Parallel For

Parallel-For Loop Example

The following code example is translated to different programming models.

declaration:


Grid1 *g = new Grid1(0, n+1);
 
Grid1IteratorSub it(1, n, g);
 
DistArray x(g), y(g);
 
double e = 0;

main code:


ForEach(int i, it,
 
  	x(i) += ( y(i+1) + y(i-1) )*.5;
 
  	e    += sqr( y(i) ); )

The following code examples can also be compiled with run-time libraries which provides the implementations of grids, arrays and the remaining parts of the iterator. The result is parallel code. Currently, threads are used for shared memory environements, message passing is used for distributed memory environements and mixed models are used for hybrid environements.

Arrays


int n = 64; 

Grid1 *g = new Grid1(0, n+1); 

Grid1IteratorSub it(1, n, g); 

DistArray1<double> x(g), y(g); 

double e = 0.; 

ForEach(int i, it,  x(i) += ( y(i+1) + y(i-1) )*.5;  e += sqr( x(i) ); )

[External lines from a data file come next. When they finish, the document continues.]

//! HTTP client for the CareGuide identity service.
//!
//! This module provides the `AuthClient` struct for registration and
//! login requests. A successful response is handed to the session store
//! before the call returns; a failed one leaves the store untouched.

use anyhow::{Context, Result};
use chrono::{DateTime, Utc};
use reqwest::Client;
use serde::{Deserialize, Serialize};
use tracing::debug;

use crate::auth::SessionStore;
use crate::models::{user::display_name_from_email, UserProfile};
use crate::storage::Storage;

use super::ApiError;

/// Base URL for the identity service.
const DEFAULT_API_BASE_URL: &str = "https://api.careguide.health";

/// HTTP request timeout in seconds.
const REQUEST_TIMEOUT_SECS: u64 = 30;

/// Registration payload. Demographic fields are optional; absent ones
/// are left off the wire entirely.
#[derive(Debug, Clone, Serialize)]
pub struct RegisterRequest {
    pub email: String,
    pub password: String,
    #[serde(rename = "fullName", skip_serializing_if = "Option::is_none")]
    pub full_name: Option<String>,
    #[serde(rename = "birthYear", skip_serializing_if = "Option::is_none")]
    pub birth_year: Option<i32>,
    #[serde(skip_serializing_if = "Option::is_none")]
    pub sex: Option<String>,
}

#[derive(Debug, Deserialize)]
struct AuthUserResponse {
    email: String,
    #[serde(rename = "fullName")]
    full_name: Option<String>,
    #[serde(rename = "createdAt")]
    created_at: Option<DateTime<Utc>>,
}

impl AuthUserResponse {
    /// Fill the gaps the service is allowed to leave: a display name
    /// synthesized from the email's local part, and a creation time of
    /// now. The synthesized name stays local; it is never sent back.
    fn into_profile(self) -> UserProfile {
        let full_name = self
            .full_name
            .filter(|name| !name.is_empty())
            .unwrap_or_else(|| display_name_from_email(&self.email));

        UserProfile {
            email: self.email,
            full_name,
            created_at: self.created_at.unwrap_or_else(Utc::now),
        }
    }
}

/// API client for the CareGuide identity service.
/// Clone is cheap - reqwest::Client uses Arc internally for connection pooling.
#[derive(Clone)]
pub struct AuthClient {
    client: Client,
    base_url: String,
}

impl AuthClient {
    /// Create a client against the production identity service.
    pub fn new() -> Result<Self> {
        Self::with_base_url(DEFAULT_API_BASE_URL)
    }

    /// Create a client against a specific base URL (staging, local).
    pub fn with_base_url(base_url: impl Into<String>) -> Result<Self> {
        let client = Client::builder()
            .timeout(std::time::Duration::from_secs(REQUEST_TIMEOUT_SECS))
            .cookie_store(true)
            .build()?;

        Ok(Self {
            client,
            base_url: base_url.into(),
        })
    }

    /// Register a new account and open a session for it. The session
    /// store is written before this returns; on any failure it is left
    /// untouched.
    pub async fn register<S: Storage>(
        &self,
        store: &SessionStore<S>,
        request: &RegisterRequest,
    ) -> Result<UserProfile> {
        let url = format!("{}/auth/register", self.base_url);

        let response = self
            .client
            .post(&url)
            .json(request)
            .send()
            .await
            .context("Failed to send registration request")?;

        let response = Self::check_response(response).await?;

        let auth: AuthUserResponse = response
            .json()
            .await
            .context("Failed to parse registration response")?;

        debug!(email = %auth.email, "Registration succeeded");

        let profile = auth.into_profile();
        store.establish(&profile);
        Ok(profile)
    }

    /// Log in to an existing account and open a session for it. Same
    /// store contract as `register`.
    pub async fn login<S: Storage>(
        &self,
        store: &SessionStore<S>,
        email: &str,
        password: &str,
    ) -> Result<UserProfile> {
        let url = format!("{}/auth/login", self.base_url);
        let body = serde_json::json!({
            "email": email,
            "password": password,
        });

        let response = self
            .client
            .post(&url)
            .json(&body)
            .send()
            .await
            .context("Failed to send login request")?;

        let response = Self::check_response(response).await?;

        let auth: AuthUserResponse = response
            .json()
            .await
            .context("Failed to parse login response")?;

        debug!(email = %auth.email, "Login succeeded");

        let profile = auth.into_profile();
        store.establish(&profile);
        Ok(profile)
    }

    /// Check if response is successful, returning an error with body if not.
    async fn check_response(response: reqwest::Response) -> Result<reqwest::Response> {
        if response.status().is_success() {
            Ok(response)
        } else {
            let status = response.status();
            let body = response.text().await.unwrap_or_default();
            Err(ApiError::from_status(status, &body).into())
        }
    }
}

#[cfg(test)]
mod tests {
    use super::*;

    #[test]
    fn test_parse_full_auth_response() {
        let json = r#"{"email": "a@b.com", "fullName": "A B", "createdAt": "2024-01-01T00:00:00Z"}"#;
        let auth: AuthUserResponse = serde_json::from_str(json).unwrap();

        let profile = auth.into_profile();
        assert_eq!(profile.email, "a@b.com");
        assert_eq!(profile.full_name, "A B");
        assert_eq!(
            profile.created_at,
            "2024-01-01T00:00:00Z".parse::<DateTime<Utc>>().unwrap()
        );
    }

    #[test]
    fn test_missing_name_is_synthesized_from_email() {
        let json = r#"{"email": "jane.doe@example.com", "createdAt": "2024-01-01T00:00:00Z"}"#;
        let auth: AuthUserResponse = serde_json::from_str(json).unwrap();

        let profile = auth.into_profile();
        assert_eq!(profile.full_name, "Jane Doe");
    }

    #[test]
    fn test_empty_name_is_synthesized_from_email() {
        let json = r#"{"email": "sam@example.com", "fullName": "", "createdAt": "2024-01-01T00:00:00Z"}"#;
        let auth: AuthUserResponse = serde_json::from_str(json).unwrap();

        assert_eq!(auth.into_profile().full_name, "Sam");
    }

    #[test]
    fn test_missing_created_at_defaults_to_now() {
        let json = r#"{"email": "a@b.com", "fullName": "A B"}"#;
        let auth: AuthUserResponse = serde_json::from_str(json).unwrap();

        let before = Utc::now();
        let profile = auth.into_profile();
        assert!(profile.created_at >= before);
    }

    #[tokio::test]
    async fn test_failed_request_leaves_store_untouched() {
        use crate::auth::session::{AUTH_FLAG_KEY, USER_KEY};
        use crate::storage::{MemoryStorage, Storage};

        let storage = MemoryStorage::new();
        let store = SessionStore::new(storage.clone());

        // Nothing is listening on the discard port, so the request fails
        // at the transport layer
        let client = AuthClient::with_base_url("http://127.0.0.1:9").unwrap();
        let result = client.login(&store, "a@b.com", "hunter22hunter22").await;

        assert!(result.is_err());
        assert!(!store.is_valid());
        assert!(storage.get(AUTH_FLAG_KEY).unwrap().is_none());
        assert!(storage.get(USER_KEY).unwrap().is_none());
    }

    #[test]
    fn test_register_request_omits_absent_fields() {
        let request = RegisterRequest {
            email: "a@b.com".to_string(),
            password: "hunter22hunter22".to_string(),
            full_name: None,
            birth_year: None,
            sex: None,
        };

        let json = serde_json::to_string(&request).unwrap();
        assert!(json.contains("\"email\""));
        assert!(!json.contains("fullName"));
        assert!(!json.contains("birthYear"));
        assert!(!json.contains("sex"));

        let request = RegisterRequest {
            birth_year: Some(1990),
            ..request
        };
        assert!(serde_json::to_string(&request).unwrap().contains("\"birthYear\":1990"));
    }
}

The `foreach' loop based on the index set of the iterator expands to the sequential code


for(int i=1; i<n; i++) {x(i) += (y(i+1) + y(i-1))*.5;  e += sqr(x(i));}

but provides the semantic of independent operations, and consists of arbitrary (reentrant) C++ code including nested function calls. The result is guaranteed to be independent of the sequence. For the reduction of the variable e this is only true up to floating point rounding.
Replicated data, i.e. scalars and small data structures allocated on each process can either be read-only (store is disallowed) in a loop or a reduction variable (simple load is disallowed). In the case of a reduction, special code is created for thread and/or message passing environments.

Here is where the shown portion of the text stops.